> [Activity]:
From the line that contains "use super::*;" to the last line of the entries, write each line out exactly; include both ends and nothing else.

Start of Record extracts

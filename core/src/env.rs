// III-IV
// Copyright 2023 Julio Merino
//
// Licensed under the Apache License, Version 2.0 (the "License"); you may not
// use this file except in compliance with the License.  You may obtain a copy
// of the License at:
//
//     http://www.apache.org/licenses/LICENSE-2.0
//
// Unless required by applicable law or agreed to in writing, software
// distributed under the License is distributed on an "AS IS" BASIS, WITHOUT
// WARRANTIES OR CONDITIONS OF ANY KIND, either express or implied.  See the
// License for the specific language governing permissions and limitations
// under the License.

//! Utilities to deal with environment variables.

use std::env;
use std::net::IpAddr;

/// Result type for environment errors.
type Result<T> = std::result::Result<T, String>;

/// Wrapper around an environment variable's value to support conversions to other types.
pub struct Value(String);

impl TryFrom<Value> for String {
    type Error = String;

    fn try_from(value: Value) -> std::result::Result<Self, Self::Error> {
        Ok(value.0)
    }
}

/// Generates a `TryFrom<Value>` for a type that can be parsed by `FromStr`.
macro_rules! tryfrom_value_for_fromstr [
    ( $t:ty ) => {
        impl TryFrom<Value> for $t {
            type Error = String;

            fn try_from(value: Value) -> std::result::Result<Self, Self::Error> {
                value.0.parse::<$t>().map_err(|e| format!("Invalid {}: {}", stringify!($t), e))
            }
        }
    }
];

tryfrom_value_for_fromstr!(u16);
tryfrom_value_for_fromstr!(u32);
tryfrom_value_for_fromstr!(IpAddr);

/// Gets an optional environment variable whose name is `<prefix>_<suffix>` with a conversion to
/// a target type `T`.  Returns `None` if the variable is not set.
pub fn get_optional_var<T: TryFrom<Value, Error = String>>(
    prefix: &str,
    suffix: &str,
) -> Result<Option<T>> {
    let name = format!("{}_{}", prefix, suffix);
    match env::var(&name) {
        Ok(value) => match Value(value).try_into() {
            Ok(value) => Ok(Some(value)),
            Err(e) => Err(format!("Invalid type in environment variable {}: {}", name, e)),
        },
        Err(env::VarError::NotPresent) => Ok(None),
        Err(env::VarError::NotUnicode(_)) => {
            Err(format!("Invalid value in environment variable {}", name))
        }
    }
}

#[cfg(test)]
mod tests {
    use super::*;
    use std::ffi::OsStr;
    use std::os::unix::ffi::OsStrExt;

    #[test]
    fn test_value_to_string() {
        assert_eq!("foo bar", &TryInto::<String>::try_into(Value("foo bar".to_owned())).unwrap());
    }

    #[test]
    fn test_value_to_fromstr() {
        assert_eq!(1234u16, TryInto::<u16>::try_into(Value("1234".to_owned())).unwrap());

        let err = TryInto::<u16>::try_into(Value("-1".to_owned())).unwrap_err();
        assert!(err.starts_with("Invalid u16:"));
    }

    #[test]
    fn test_get_optional_var_not_utf8() {
        temp_env::with_var("PREFIX_INVALID", Some(OsStr::from_bytes(b"\xc3\x28")), || {
            assert_eq!(
                "Invalid value in environment variable PREFIX_INVALID",
                &get_optional_var::<String>("PREFIX", "INVALID").unwrap_err()
            );
        });
    }

    #[test]
    fn test_value_to_ip_addr() {
        let addr: IpAddr = Value("0.0.0.0".to_owned()).try_into().unwrap();
        assert_eq!(IpAddr::from([0, 0, 0, 0]), addr);

        let err = TryInto::<IpAddr>::try_into(Value("localhost".to_owned())).unwrap_err();
        assert!(err.starts_with("Invalid IpAddr:"));
    }

    #[test]
    fn test_get_optional_var_ok() {
        temp_env::with_var("PREFIX_PRESENT", Some("1234"), || {
            assert_eq!(Some(1234u32), get_optional_var::<u32>("PREFIX", "PRESENT").unwrap());
        });
    }

    #[test]
    fn test_get_optional_var_missing() {
        temp_env::with_var_unset("PREFIX_MISSING", || {
            assert_eq!(None, get_optional_var::<String>("PREFIX", "MISSING").unwrap());
        });
    }

    #[test]
    fn test_get_optional_var_bad_type() {
        temp_env::with_var("PREFIX_BAD", Some("b4d"), || {
            let err = get_optional_var::<u16>("PREFIX", "BAD").unwrap_err();
            assert!(err.starts_with("Invalid type in environment variable PREFIX_BAD: Invalid u16"));
        });
    }
}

End of Record extracts

> [Final answer]:
    use super::*;
    use std::ffi::OsStr;
    use std::os::unix::ffi::OsStrExt;

    #[test]
    fn test_value_to_string() {
        assert_eq!("foo bar", &TryInto::<String>::try_into(Value("foo bar".to_owned())).unwrap());
    }

    #[test]
    fn test_value_to_fromstr() {
        assert_eq!(1234u16, TryInto::<u16>::try_into(Value("1234".to_owned())).unwrap());

        let err = TryInto::<u16>::try_into(Value("-1".to_owned())).unwrap_err();
        assert!(err.starts_with("Invalid u16:"));
    }

    #[test]
    fn test_get_optional_var_not_utf8() {
        temp_env::with_var("PREFIX_INVALID", Some(OsStr::from_bytes(b"\xc3\x28")), || {
            assert_eq!(
                "Invalid value in environment variable PREFIX_INVALID",
                &get_optional_var::<String>("PREFIX", "INVALID").unwrap_err()
            );
        });
    }

    #[test]
    fn test_value_to_ip_addr() {
        let addr: IpAddr = Value("0.0.0.0".to_owned()).try_into().unwrap();
        assert_eq!(IpAddr::from([0, 0, 0, 0]), addr);

        let err = TryInto::<IpAddr>::try_into(Value("localhost".to_owned())).unwrap_err();
        assert!(err.starts_with("Invalid IpAddr:"));
    }

    #[test]
    fn test_get_optional_var_ok() {
        temp_env::with_var("PREFIX_PRESENT", Some("1234"), || {
            assert_eq!(Some(1234u32), get_optional_var::<u32>("PREFIX", "PRESENT").unwrap());
        });
    }

    #[test]
    fn test_get_optional_var_missing() {
        temp_env::with_var_unset("PREFIX_MISSING", || {
            assert_eq!(None, get_optional_var::<String>("PREFIX", "MISSING").unwrap());
        });
    }

    #[test]
    fn test_get_optional_var_bad_type() {
        temp_env::with_var("PREFIX_BAD", Some("b4d"), || {
            let err = get_optional_var::<u16>("PREFIX", "BAD").unwrap_err();
            assert!(err.starts_with("Invalid type in environment variable PREFIX_BAD: Invalid u16"));
        });
    }
}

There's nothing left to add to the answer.